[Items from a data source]
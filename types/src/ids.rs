use std::fmt;

use uuid::Uuid;

/// Identifier of a single todo item, shared by the local list and the remote document.
///
/// The remote document is keyed by this value, so it doubles as the object key in
/// push payloads and as the prefix of patch instruction keys.
#[derive(Debug, Clone, PartialEq, Eq, Hash, serde::Serialize, serde::Deserialize)]
#[serde(transparent)]
pub struct ItemId(String);

impl ItemId {
    #[must_use]
    pub fn new(id: impl Into<String>) -> Self {
        Self(id.into())
    }

    /// Fresh RFC 4122 v4 identifier.
    #[must_use]
    pub fn generate() -> Self {
        Self(Uuid::new_v4().to_string())
    }

    #[must_use]
    pub fn as_str(&self) -> &str {
        &self.0
    }

    /// Key addressing one field of this item inside the remote document.
    #[must_use]
    pub fn field_key(&self, field: &str) -> String {
        format!("{}.{field}", self.0)
    }
}

impl fmt::Display for ItemId {
    fn fmt(&self, f: &mut fmt::Formatter<'_>) -> fmt::Result {
        f.write_str(&self.0)
    }
}

impl AsRef<str> for ItemId {
    fn as_ref(&self) -> &str {
        &self.0
    }
}

#[cfg(test)]
mod tests {
    use super::*;

    #[test]
    fn generated_ids_are_unique_uuids() {
        let a = ItemId::generate();
        let b = ItemId::generate();
        assert_ne!(a, b);
        assert!(Uuid::parse_str(a.as_str()).is_ok());
    }

    #[test]
    fn field_key_joins_with_dot() {
        let id = ItemId::new("someuuid");
        assert_eq!(id.field_key("isDone"), "someuuid.isDone");
    }

    #[test]
    fn serializes_transparently() {
        let id = ItemId::new("abc");
        assert_eq!(serde_json::to_string(&id).unwrap(), "\"abc\"");
    }
}
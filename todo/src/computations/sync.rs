use moss_driver::{Advance, Computation, Progress};
use moss_types::TodoItem;

use crate::error::TodoError;
use crate::list::{SharedList, lock};
use crate::merge::{merge_lists, pack_remote_items, unpack_over};
use crate::remote::{RemoteContext, Reply};

/// Fetch the remote document and finish with the items it holds.
#[derive(Debug)]
pub struct FetchRemoteList {
    remote: RemoteContext,
}

impl FetchRemoteList {
    #[must_use]
    pub fn new(remote: RemoteContext) -> Self {
        Self { remote }
    }
}

impl Computation for FetchRemoteList {
    type Value = Reply;
    type Output = Vec<TodoItem>;
    type Error = TodoError;

    fn start(&mut self) -> Advance<Self> {
        Ok(Progress::wait(self.remote.fetch_document()))
    }

    fn resume(&mut self, reply: Reply) -> Advance<Self> {
        let document = reply.into_document()?;
        Ok(Progress::Finished(pack_remote_items(&document.object)))
    }
}

#[derive(Debug, Clone, Copy, PartialEq, Eq)]
enum Stage {
    Fetch,
    Push,
}

/// Push the local list to the remote, keeping anything only the remote has.
///
/// Fetches the document, merges its items in front of the local list as it
/// stands when the fetch settles, stores the merged list locally, then replaces
/// the remote object with it. Stored entries that do not read as items are
/// pushed back unchanged. Finishes with the service's status for the push.
pub struct SyncWithRemote {
    remote: RemoteContext,
    list: SharedList,
    stage: Stage,
}

impl SyncWithRemote {
    #[must_use]
    pub fn new(remote: RemoteContext, list: SharedList) -> Self {
        Self {
            remote,
            list,
            stage: Stage::Fetch,
        }
    }
}

impl Computation for SyncWithRemote {
    type Value = Reply;
    type Output = String;
    type Error = TodoError;

    fn start(&mut self) -> Advance<Self> {
        self.stage = Stage::Fetch;
        Ok(Progress::wait(self.remote.fetch_document()))
    }

    fn resume(&mut self, reply: Reply) -> Advance<Self> {
        match self.stage {
            Stage::Fetch => {
                let fetched = reply.into_document()?.object;
                let remote_items = pack_remote_items(&fetched);
                let merged = {
                    let mut list = lock(&self.list);
                    let merged = merge_lists(remote_items, list.items().to_vec());
                    list.replace(merged.clone());
                    merged
                };
                tracing::debug!(items = merged.len(), "Pushing merged list");
                self.stage = Stage::Push;
                Ok(Progress::wait(
                    self.remote.put_object(unpack_over(&fetched, &merged)),
                ))
            }
            Stage::Push => Ok(Progress::Finished(reply.into_status()?)),
        }
    }
}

WORK ITEM: Retype each record exactly, leaving nothing out.

YOUR RESPONSE:
filename types/src/ids.rs
use std::fmt;

use uuid::Uuid;

/// Identifier of a single todo item, shared by the local list and the remote document.
///
/// The remote document is keyed by this value, so it doubles as the object key in
/// push payloads and as the prefix of patch instruction keys.
#[derive(Debug, Clone, PartialEq, Eq, Hash, serde::Serialize, serde::Deserialize)]
#[serde(transparent)]
pub struct ItemId(String);

impl ItemId {
    #[must_use]
    pub fn new(id: impl Into<String>) -> Self {
        Self(id.into())
    }

    /// Fresh RFC 4122 v4 identifier.
    #[must_use]
    pub fn generate() -> Self {
        Self(Uuid::new_v4().to_string())
    }

    #[must_use]
    pub fn as_str(&self) -> &str {
        &self.0
    }

    /// Key addressing one field of this item inside the remote document.
    #[must_use]
    pub fn field_key(&self, field: &str) -> String {
        format!("{}.{field}", self.0)
    }
}

impl fmt::Display for ItemId {
    fn fmt(&self, f: &mut fmt::Formatter<'_>) -> fmt::Result {
        f.write_str(&self.0)
    }
}

impl AsRef<str> for ItemId {
    fn as_ref(&self) -> &str {
        &self.0
    }
}

#[cfg(test)]
mod tests {
    use super::*;

    #[test]
    fn generated_ids_are_unique_uuids() {
        let a = ItemId::generate();
        let b = ItemId::generate();
        assert_ne!(a, b);
        assert!(Uuid::parse_str(a.as_str()).is_ok());
    }

    #[test]
    fn field_key_joins_with_dot() {
        let id = ItemId::new("someuuid");
        assert_eq!(id.field_key("isDone"), "someuuid.isDone");
    }

    #[test]
    fn serializes_transparently() {
        let id = ItemId::new("abc");
        assert_eq!(serde_json::to_string(&id).unwrap(), "\"abc\"");
    }
}
filename todo/src/computations/sync.rs
use moss_driver::{Advance, Computation, Progress};
use moss_types::TodoItem;

use crate::error::TodoError;
use crate::list::{SharedList, lock};
use crate::merge::{merge_lists, pack_remote_items, unpack_over};
use crate::remote::{RemoteContext, Reply};

/// Fetch the remote document and finish with the items it holds.
#[derive(Debug)]
pub struct FetchRemoteList {
    remote: RemoteContext,
}

impl FetchRemoteList {
    #[must_use]
    pub fn new(remote: RemoteContext) -> Self {
        Self { remote }
    }
}

impl Computation for FetchRemoteList {
    type Value = Reply;
    type Output = Vec<TodoItem>;
    type Error = TodoError;

    fn start(&mut self) -> Advance<Self> {
        Ok(Progress::wait(self.remote.fetch_document()))
    }

    fn resume(&mut self, reply: Reply) -> Advance<Self> {
        let document = reply.into_document()?;
        Ok(Progress::Finished(pack_remote_items(&document.object)))
    }
}

#[derive(Debug, Clone, Copy, PartialEq, Eq)]
enum Stage {
    Fetch,
    Push,
}

/// Push the local list to the remote, keeping anything only the remote has.
///
/// Fetches the document, merges its items in front of the local list as it
/// stands when the fetch settles, stores the merged list locally, then replaces
/// the remote object with it. Stored entries that do not read as items are
/// pushed back unchanged. Finishes with the service's status for the push.
pub struct SyncWithRemote {
    remote: RemoteContext,
    list: SharedList,
    stage: Stage,
}

impl SyncWithRemote {
    #[must_use]
    pub fn new(remote: RemoteContext, list: SharedList) -> Self {
        Self {
            remote,
            list,
            stage: Stage::Fetch,
        }
    }
}

impl Computation for SyncWithRemote {
    type Value = Reply;
    type Output = String;
    type Error = TodoError;

    fn start(&mut self) -> Advance<Self> {
        self.stage = Stage::Fetch;
        Ok(Progress::wait(self.remote.fetch_document()))
    }

    fn resume(&mut self, reply: Reply) -> Advance<Self> {
        match self.stage {
            Stage::Fetch => {
                let fetched = reply.into_document()?.object;
                let remote_items = pack_remote_items(&fetched);
                let merged = {
                    let mut list = lock(&self.list);
                    let merged = merge_lists(remote_items, list.items().to_vec());
                    list.replace(merged.clone());
                    merged
                };
                tracing::debug!(items = merged.len(), "Pushing merged list");
                self.stage = Stage::Push;
                Ok(Progress::wait(
                    self.remote.put_object(unpack_over(&fetched, &merged)),
                ))
            }
            Stage::Push => Ok(Progress::Finished(reply.into_status()?)),
        }
    }
}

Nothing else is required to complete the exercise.